Ошибкой распознавания является отнесение меча, обнаруженного на территории Ново-Сасыкульского могильника, к IV в., так как памятник прекращает свое функционирование во II в. На всех остальных некрополях захоронения совершались в том числе в IV в. Датирование случайных находок на основании метода дискриминантного анализа может являться еще одним доказательством предположения о том, что параметры и конструкция рукоятей могут служить основанием для определения времени бытования оружия.

При раскопках Усть-Брыскинского могильника, на территории которого совершались захоронения в конце III–IV вв., было найдено 7 мечей. Материалы раскопок памятника опубликованы лишь частично, что не позволяет определиться со временем совершения погребений, содержащих в своем составе мечи. Для датирования мечей был применен метод дискриминантного анализа, на основании которого оружие из погр. 26, 36, 44 Усть-Брыскинского могильника было отнесено к категории оружия, чьи параметры и конструкция характерны для IV в. Коэффициент принадлежности мечей к рассматриваемому периоду имеет такое же значение, как и у находок эталонной группы (0,62589). Показатель принадлежности находок к периоду III в. не превысил 0,13053. Насколько оправдана датировка времени совершения погр. 26, 36, 44 Усть-Брыскинского могильника IV в., покажет дальнейшее исследование материалов полученных в ходе раскопок памятника.
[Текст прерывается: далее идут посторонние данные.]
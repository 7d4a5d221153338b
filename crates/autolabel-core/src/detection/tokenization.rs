//! Prompt tokenization and phrase reconstruction from token activation masks.
//!
//! A detector attributes each query to prompt tokens through a per-position
//! activation vector. [`PromptTokenization`] remembers where every token came
//! from in the prompt so a boolean mask over positions can be turned back into
//! prompt text.
//!
//! Merge rule for [`PromptTokenization::decode`]:
//! - special tokens never contribute,
//! - punctuation-only tokens are dropped,
//! - a token whose span starts where the previously emitted token ended is
//!   glued on without a space (sub-word pieces re-form their word),
//! - any other token is separated by a single space.

use std::ops::Range;

/// One token position of the prompt.
#[derive(Debug, Clone, PartialEq, Eq)]
pub struct PromptToken {
    /// Byte span in the prompt; empty for special tokens
    pub span: Range<usize>,
    /// `[CLS]`, `[SEP]`, padding and the like
    pub special: bool,
}

impl PromptToken {
    pub fn word(span: Range<usize>) -> Self {
        Self {
            span,
            special: false,
        }
    }

    pub fn special() -> Self {
        Self {
            span: 0..0,
            special: true,
        }
    }
}

/// The prompt together with its token boundaries.
#[derive(Debug, Clone, PartialEq, Eq)]
pub struct PromptTokenization {
    prompt: String,
    tokens: Vec<PromptToken>,
}

impl PromptTokenization {
    /// Build from explicit token spans.
    ///
    /// Spans that fall outside the prompt or off a char boundary are treated
    /// as special tokens.
    pub fn new(prompt: impl Into<String>, tokens: Vec<PromptToken>) -> Self {
        let prompt = prompt.into();
        let tokens = tokens
            .into_iter()
            .map(|token| {
                let valid = token.span.start <= token.span.end
                    && prompt.get(token.span.clone()).is_some();
                if token.special || !valid {
                    PromptToken::special()
                } else {
                    token
                }
            })
            .collect();
        Self { prompt, tokens }
    }

    /// Build from a Hugging Face tokenizer encoding of `prompt`.
    pub fn from_encoding(prompt: &str, encoding: &tokenizers::Encoding) -> Self {
        let tokens = encoding
            .get_offsets()
            .iter()
            .zip(encoding.get_special_tokens_mask())
            .map(|(&(start, end), &special)| {
                if special == 1 || start == end {
                    PromptToken::special()
                } else {
                    PromptToken::word(start..end)
                }
            })
            .collect();
        Self::new(prompt, tokens)
    }

    /// BERT-style basic tokenization without a vocabulary.
    ///
    /// Splits on whitespace, makes every punctuation character its own token
    /// and wraps the result in `[CLS]` / `[SEP]`. Used when no tokenizer file is
    /// available and by detectors that work on whole words.
    pub fn basic(prompt: &str) -> Self {
        let mut tokens = vec![PromptToken::special()];
        let mut word_start: Option<usize> = None;

        for (idx, ch) in prompt.char_indices() {
            if ch.is_whitespace() || is_punctuation(ch) {
                if let Some(start) = word_start.take() {
                    tokens.push(PromptToken::word(start..idx));
                }
                if is_punctuation(ch) {
                    tokens.push(PromptToken::word(idx..idx + ch.len_utf8()));
                }
            } else if word_start.is_none() {
                word_start = Some(idx);
            }
        }
        if let Some(start) = word_start {
            tokens.push(PromptToken::word(start..prompt.len()));
        }
        tokens.push(PromptToken::special());

        Self::new(prompt, tokens)
    }

    pub fn prompt(&self) -> &str {
        &self.prompt
    }

    pub fn tokens(&self) -> &[PromptToken] {
        &self.tokens
    }

    /// Number of token positions, special tokens included.
    pub fn len(&self) -> usize {
        self.tokens.len()
    }

    pub fn is_empty(&self) -> bool {
        self.tokens.is_empty()
    }

    /// Prompt text of the token at `position`; empty for special tokens.
    pub fn token_text(&self, position: usize) -> &str {
        self.tokens
            .get(position)
            .filter(|t| !t.special)
            .and_then(|t| self.prompt.get(t.span.clone()))
            .unwrap_or("")
    }

    /// Decode an activation mask into the phrase it selects.
    ///
    /// Mask positions beyond the tokenization are ignored.
    pub fn decode(&self, mask: &[bool]) -> String {
        let mut phrase = String::new();
        let mut last_end: Option<usize> = None;

        for (token, _) in self.tokens.iter().zip(mask).filter(|&(_, &on)| on) {
            if token.special {
                continue;
            }
            let text = &self.prompt[token.span.clone()];
            if text.chars().all(is_punctuation) {
                continue;
            }
            match last_end {
                Some(end) if end == token.span.start => {}
                Some(_) => phrase.push(' '),
                None => {}
            }
            phrase.push_str(text);
            last_end = Some(token.span.end);
        }

        phrase
    }
}

/// ASCII punctuation plus the Unicode punctuation categories BERT splits on.
pub(crate) fn is_punctuation(ch: char) -> bool {
    ch.is_ascii_punctuation()
        || matches!(
            ch,
            '\u{2010}'..='\u{2027}' | '\u{2030}'..='\u{205E}' | '\u{3000}'..='\u{303F}'
        )
}

#[cfg(test)]
mod tests {
    use super::*;

    fn mask(len: usize, on: &[usize]) -> Vec<bool> {
        (0..len).map(|i| on.contains(&i)).collect()
    }

    #[test]
    fn test_basic_tokenization_positions() {
        let tok = PromptTokenization::basic("cat, coffee cup.");
        let texts: Vec<&str> = (0..tok.len()).map(|i| tok.token_text(i)).collect();
        assert_eq!(texts, vec!["", "cat", ",", "coffee", "cup", ".", ""]);
        assert!(tok.tokens()[0].special);
        assert!(tok.tokens()[6].special);
    }

    #[test]
    fn test_adjacent_words_round_trip() {
        let tok = PromptTokenization::basic("cat, coffee cup.");
        assert_eq!(tok.decode(&mask(tok.len(), &[3, 4])), "coffee cup");
    }

    #[test]
    fn test_non_adjacent_words_are_space_joined() {
        let tok = PromptTokenization::basic("cat, coffee cup.");
        assert_eq!(tok.decode(&mask(tok.len(), &[1, 4])), "cat cup");
    }

    #[test]
    fn test_punctuation_and_special_tokens_suppressed() {
        let tok = PromptTokenization::basic("cat, coffee cup.");
        assert_eq!(tok.decode(&mask(tok.len(), &[0, 2, 5, 6])), "");
        assert_eq!(tok.decode(&mask(tok.len(), &[0, 1, 2, 6])), "cat");
    }

    #[test]
    fn test_all_false_mask_decodes_empty() {
        let tok = PromptTokenization::basic("cat.");
        assert_eq!(tok.decode(&vec![false; 256]), "");
    }

    #[test]
    fn test_mask_longer_than_tokens_is_ignored_past_end() {
        let tok = PromptTokenization::basic("cat.");
        let mut m = vec![true; 256];
        m[0] = false;
        assert_eq!(tok.decode(&m), "cat");
    }

    #[test]
    fn test_subword_pieces_merge() {
        // "skateboard" split as "skate" + "##board" by a WordPiece vocabulary
        let prompt = "skateboard, dog.";
        let tok = PromptTokenization::new(
            prompt,
            vec![
                PromptToken::special(),
                PromptToken::word(0..5),
                PromptToken::word(5..10),
                PromptToken::word(10..11),
                PromptToken::word(12..15),
                PromptToken::word(15..16),
                PromptToken::special(),
            ],
        );
        assert_eq!(tok.decode(&mask(tok.len(), &[1, 2])), "skateboard");
        assert_eq!(tok.decode(&mask(tok.len(), &[1, 2, 4])), "skateboard dog");
        assert_eq!(tok.decode(&mask(tok.len(), &[2])), "board");
    }

    #[test]
    fn test_out_of_range_spans_become_special() {
        let tok = PromptTokenization::new("cat.", vec![PromptToken::word(0..40)]);
        assert!(tok.tokens()[0].special);
        assert_eq!(tok.decode(&[true]), "");
    }
}
//! Error types for the pay engine.
//!
//! This module provides strongly-typed errors using the `thiserror` crate
//! for every condition that can stop a pay calculation.

use thiserror::Error;

/// The main error type for the pay engine.
///
/// All fallible operations in the engine return this error type, making it
/// easy to handle errors consistently throughout the application.
///
/// # Example
///
/// ```
/// use pay_engine::error::EngineError;
///
/// let error = EngineError::InvalidTime {
///     value: "25:00".to_string(),
///     message: "hours must be between 0 and 24".to_string(),
/// };
/// assert_eq!(
///     error.to_string(),
///     "Invalid time '25:00': hours must be between 0 and 24"
/// );
/// ```
#[derive(Debug, Error)]
pub enum EngineError {
    /// Configuration file was not found at the specified path.
    #[error("Configuration file not found: {path}")]
    ConfigNotFound {
        /// The path that was not found.
        path: String,
    },

    /// Configuration file could not be parsed.
    #[error("Failed to parse configuration file '{path}': {message}")]
    ConfigParseError {
        /// The path to the file that failed to parse.
        path: String,
        /// A description of the parse error.
        message: String,
    },

    /// A time-of-day string was not a valid "HH:MM" value.
    #[error("Invalid time '{value}': {message}")]
    InvalidTime {
        /// The offending input.
        value: String,
        /// A description of what made the time invalid.
        message: String,
    },

    /// A shift was invalid or contained inconsistent data.
    #[error("Invalid shift '{shift_id}': {message}")]
    InvalidShift {
        /// The ID of the invalid shift.
        shift_id: String,
        /// A description of what made the shift invalid.
        message: String,
    },

    /// A general calculation error occurred.
    #[error("Calculation error: {message}")]
    CalculationError {
        /// A description of the calculation error.
        message: String,
    },
}

impl EngineError {
    /// Builds the [`EngineError::CalculationError`] for an overflowing amount.
    pub(crate) fn overflow(what: &str) -> Self {
        EngineError::CalculationError {
            message: format!("{} overflowed", what),
        }
    }
}

/// A type alias for Results that return EngineError.
pub type EngineResult<T> = Result<T, EngineError>;
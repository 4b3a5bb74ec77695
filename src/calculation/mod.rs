//! Calculation logic for the pay engine.
//!
//! This module contains the three stages of a pay calculation: time parsing
//! and day detection, splitting a shift into allowance segments, and
//! aggregating shifts into totals with tax applied.

mod allowance_segments;
mod date_format;
mod day_detection;
mod pay_calculator;
mod time_parsing;

pub use allowance_segments::{
    SUNDAY_LABEL, Segment, ShiftAllowance, calculate_shift_allowance, split_into_segments,
};
pub use date_format::format_shift_date;
pub use day_detection::{DayType, get_day_type};
pub use pay_calculator::{calculate_shift_detail, calculate_total_pay, calculate_total_pay_default};
pub use time_parsing::{HOURS_PER_DAY, parse_time, time_in_hours};
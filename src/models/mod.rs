//! Core data models for the pay engine.
//!
//! This module contains the input shift type and the calculation outputs.

mod calculation_result;
mod shift;

pub use calculation_result::{PayCalculation, ShiftDetail};
pub use shift::WorkShift;
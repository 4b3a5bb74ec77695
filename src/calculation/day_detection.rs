//! Day detection logic.
//!
//! This module determines the day type (weekday, Saturday, Sunday) of a
//! shift date. The day type selects which allowance windows apply.

use chrono::{Datelike, NaiveDate, Weekday};
use serde::{Deserialize, Serialize};

/// Represents the type of day for allowance calculation.
///
/// # Example
///
/// ```
/// use pay_engine::calculation::DayType;
///
/// let day_type = DayType::Saturday;
/// assert_eq!(format!("{:?}", day_type), "Saturday");
/// ```
#[derive(Debug, Clone, Copy, PartialEq, Eq, Hash, Serialize, Deserialize)]
#[serde(rename_all = "snake_case")]
pub enum DayType {
    /// Monday through Friday - evening allowances after 18:00 and 21:00.
    Weekday,
    /// Saturday - afternoon and evening allowances from 13:00.
    Saturday,
    /// Sunday - a flat allowance for every hour.
    Sunday,
}

impl std::fmt::Display for DayType {
    fn fmt(&self, f: &mut std::fmt::Formatter<'_>) -> std::fmt::Result {
        match self {
            DayType::Weekday => write!(f, "Weekday"),
            DayType::Saturday => write!(f, "Saturday"),
            DayType::Sunday => write!(f, "Sunday"),
        }
    }
}

/// Determines the day type for a given date.
///
/// # Example
///
/// ```
/// use pay_engine::calculation::{DayType, get_day_type};
/// use chrono::NaiveDate;
///
/// // 2026-01-17 is a Saturday
/// let saturday = NaiveDate::from_ymd_opt(2026, 1, 17).unwrap();
/// assert_eq!(get_day_type(saturday), DayType::Saturday);
///
/// // 2026-01-18 is a Sunday
/// let sunday = NaiveDate::from_ymd_opt(2026, 1, 18).unwrap();
/// assert_eq!(get_day_type(sunday), DayType::Sunday);
///
/// // 2026-01-12 is a Monday
/// let monday = NaiveDate::from_ymd_opt(2026, 1, 12).unwrap();
/// assert_eq!(get_day_type(monday), DayType::Weekday);
/// ```
pub fn get_day_type(date: NaiveDate) -> DayType {
    match date.weekday() {
        Weekday::Sat => DayType::Saturday,
        Weekday::Sun => DayType::Sunday,
        _ => DayType::Weekday,
    }
}
//! Allowance segment generation.
//!
//! A shift is partitioned into [`Segment`]s, each carrying exactly one
//! allowance rate. Which windows exist depends on the [`DayType`]:
//!
//! | Day      | Windows                                              |
//! |----------|------------------------------------------------------|
//! | Weekday  | before 18:00 (none), 18:00-21:00, after 21:00        |
//! | Saturday | before 13:00 (none), 13:00-15:00, 15:00-18:00, after 18:00 |
//! | Sunday   | the whole shift at the flat Sunday rate              |
//!
//! Segments are emitted in time order, cover `[start, end)` without gaps or
//! overlaps, and never have zero length (except the single Sunday segment of
//! a zero-length shift).

use rust_decimal::{Decimal, RoundingStrategy};
use serde::{Deserialize, Serialize};
use tracing::debug;

use crate::config::AllowanceRates;
use crate::error::{EngineError, EngineResult};

use super::DayType;
use super::time_parsing::HOURS_PER_DAY;

/// Label used for the single Sunday segment.
pub const SUNDAY_LABEL: &str = "Sunday allowance";

/// A sub-interval of one shift paid at a single allowance rate.
///
/// # Example
///
/// ```
/// use pay_engine::calculation::Segment;
/// use rust_decimal::Decimal;
///
/// let segment = Segment {
///     start_hour: Decimal::from(18),
///     end_hour: Decimal::from(21),
///     rate: Decimal::from(22),
///     label: "Weekday (18:00-21:00)".to_string(),
/// };
/// assert_eq!(segment.hours(), Decimal::from(3));
/// assert_eq!(segment.allowance().unwrap(), Decimal::from(66));
/// ```
#[derive(Debug, Clone, PartialEq, Eq, Serialize, Deserialize)]
pub struct Segment {
    /// Start of the segment in fractional hours since midnight.
    pub start_hour: Decimal,
    /// End of the segment in fractional hours since midnight.
    pub end_hour: Decimal,
    /// Allowance paid per hour inside the segment (zero for regular time).
    pub rate: Decimal,
    /// Human-readable name of the window.
    pub label: String,
}

impl Segment {
    /// Hours covered by the segment.
    pub fn hours(&self) -> Decimal {
        self.end_hour - self.start_hour
    }

    /// Allowance earned in the segment (hours × rate).
    ///
    /// # Errors
    ///
    /// Returns [`EngineError::CalculationError`] if the product overflows.
    pub fn allowance(&self) -> EngineResult<Decimal> {
        self.hours()
            .checked_mul(self.rate)
            .ok_or_else(|| EngineError::overflow("segment allowance"))
    }

    /// Renders the breakdown line for this segment.
    ///
    /// Format: `"<label>: <hours> hours × <rate> NOK = <amount> NOK"` with
    /// hours and amount shown to two decimals.
    ///
    /// # Errors
    ///
    /// Fails like [`Segment::allowance`].
    pub fn describe(&self) -> EngineResult<String> {
        Ok(self.line(self.allowance()?))
    }

    fn line(&self, amount: Decimal) -> String {
        format!(
            "{}: {} hours × {} NOK = {} NOK",
            self.label,
            two_decimals(self.hours()),
            self.rate.normalize(),
            two_decimals(amount)
        )
    }
}

/// Formats a value with exactly two decimals, rounding half away from zero.
pub(crate) fn two_decimals(value: Decimal) -> String {
    let mut rounded = value.round_dp_with_strategy(2, RoundingStrategy::MidpointAwayFromZero);
    rounded.rescale(2);
    rounded.to_string()
}

/// A time window of the rate table: `[start, end)` in hours since midnight.
#[derive(Debug, Clone, Copy)]
struct RateWindow {
    start: u32,
    end: u32,
    rate: Decimal,
    label: &'static str,
}

impl RateWindow {
    fn new(start: u32, end: u32, rate: Decimal, label: &'static str) -> Self {
        Self {
            start,
            end,
            rate,
            label,
        }
    }

    /// Clamps the shift to this window and emits a segment when the overlap
    /// is non-empty.
    fn clamp(&self, start: Decimal, end: Decimal) -> Option<Segment> {
        let clamped_start = start.max(Decimal::from(self.start));
        let clamped_end = end.min(Decimal::from(self.end));

        (clamped_end > clamped_start).then(|| Segment {
            start_hour: clamped_start,
            end_hour: clamped_end,
            rate: self.rate,
            label: self.label.to_string(),
        })
    }
}

fn weekday_windows(rates: &AllowanceRates) -> [RateWindow; 3] {
    [
        RateWindow::new(0, 18, Decimal::ZERO, "Regular (before 18:00)"),
        RateWindow::new(18, 21, rates.weekday_after_18, "Weekday (18:00-21:00)"),
        RateWindow::new(21, HOURS_PER_DAY, rates.weekday_after_21, "Weekday (after 21:00)"),
    ]
}

fn saturday_windows(rates: &AllowanceRates) -> [RateWindow; 4] {
    [
        RateWindow::new(0, 13, Decimal::ZERO, "Regular (before 13:00)"),
        RateWindow::new(13, 15, rates.saturday_after_13, "Saturday (13:00-15:00)"),
        RateWindow::new(15, 18, rates.saturday_after_15, "Saturday (15:00-18:00)"),
        RateWindow::new(18, HOURS_PER_DAY, rates.saturday_after_18, "Saturday (after 18:00)"),
    ]
}

fn clamp_all(windows: &[RateWindow], start: Decimal, end: Decimal) -> Vec<Segment> {
    windows
        .iter()
        .filter_map(|window| window.clamp(start, end))
        .collect()
}

fn sunday_segments(start: Decimal, end: Decimal, rates: &AllowanceRates) -> Vec<Segment> {
    vec![Segment {
        start_hour: start,
        end_hour: end,
        rate: rates.sunday,
        label: SUNDAY_LABEL.to_string(),
    }]
}

/// Splits `[start, end)` into allowance segments for the given day type.
///
/// `start` and `end` are fractional hours since midnight with
/// `start <= end`.
///
/// # Example
///
/// ```
/// use pay_engine::calculation::{DayType, split_into_segments};
/// use pay_engine::config::AllowanceRates;
/// use rust_decimal::Decimal;
///
/// let segments = split_into_segments(
///     DayType::Weekday,
///     Decimal::from(17),
///     Decimal::from(22),
///     &AllowanceRates::default(),
/// );
/// let rates: Vec<_> = segments.iter().map(|s| s.rate).collect();
/// assert_eq!(rates, vec![Decimal::ZERO, Decimal::from(22), Decimal::from(45)]);
/// ```
pub fn split_into_segments(
    day_type: DayType,
    start: Decimal,
    end: Decimal,
    rates: &AllowanceRates,
) -> Vec<Segment> {
    match day_type {
        DayType::Sunday => sunday_segments(start, end, rates),
        DayType::Saturday => clamp_all(&saturday_windows(rates), start, end),
        DayType::Weekday => clamp_all(&weekday_windows(rates), start, end),
    }
}

/// The allowance outcome for one shift.
#[derive(Debug, Clone, PartialEq, Eq, Serialize, Deserialize)]
pub struct ShiftAllowance {
    /// Total hours across all segments.
    pub hours: Decimal,
    /// Total allowance across all segments.
    pub allowance: Decimal,
    /// The segments the shift was split into, in time order.
    pub segments: Vec<Segment>,
    /// Breakdown lines for allowance-bearing segments only.
    pub breakdown: Vec<String>,
}

/// Splits a shift into segments and sums hours and allowances.
///
/// Regular-time segments (rate zero) count towards hours but are left out
/// of the breakdown. The Sunday segment is always listed.
///
/// # Errors
///
/// Returns [`EngineError::CalculationError`] if an allowance overflows.
///
/// # Example
///
/// ```
/// use pay_engine::calculation::{DayType, calculate_shift_allowance};
/// use pay_engine::config::AllowanceRates;
/// use rust_decimal::Decimal;
///
/// // Saturday 12:00-19:00
/// let result = calculate_shift_allowance(
///     DayType::Saturday,
///     Decimal::from(12),
///     Decimal::from(19),
///     &AllowanceRates::default(),
/// )
/// .unwrap();
/// assert_eq!(result.hours, Decimal::from(7));
/// assert_eq!(result.allowance, Decimal::from(365));
/// assert_eq!(result.breakdown.len(), 3);
/// ```
pub fn calculate_shift_allowance(
    day_type: DayType,
    start: Decimal,
    end: Decimal,
    rates: &AllowanceRates,
) -> EngineResult<ShiftAllowance> {
    let segments = split_into_segments(day_type, start, end, rates);

    let mut hours = Decimal::ZERO;
    let mut allowance = Decimal::ZERO;
    let mut breakdown = Vec::new();

    for segment in &segments {
        let amount = segment.allowance()?;
        hours += segment.hours();
        allowance = allowance
            .checked_add(amount)
            .ok_or_else(|| EngineError::overflow("shift allowance"))?;

        if day_type == DayType::Sunday || segment.rate > Decimal::ZERO {
            breakdown.push(segment.line(amount));
        }
    }

    debug!(
        day_type = %day_type,
        start = %start,
        end = %end,
        segments = segments.len(),
        allowance = %allowance,
        "Split shift into allowance segments"
    );

    Ok(ShiftAllowance {
        hours,
        allowance,
        segments,
        breakdown,
    })
}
Стоит обратить внимание на мечи, происходящие из погр. 765 Б Тарасовского, погр. 89, 104 Усть-Сарапульского могильников. Захоронения, предположительно, оставлены в IV в., однако статистическим анализом содержащиеся в них мечи отнесены к III в. Коэффициент принадлежности к IV в. составил 0,05043, а к III в. – 0,76993, что соответствует показателю эталонной группы для данного периода. Не исключена возможность того, что оружие, изготовленное в III в. (или по представлениям этого времени), попало в погребения в более поздний период. В случае выделения мечей IV в. в отдельный тип мечи, обнаруженные в захоронениях Тарасовского и Усть-Сарапульского могильников, можно отнести к подгруппе А.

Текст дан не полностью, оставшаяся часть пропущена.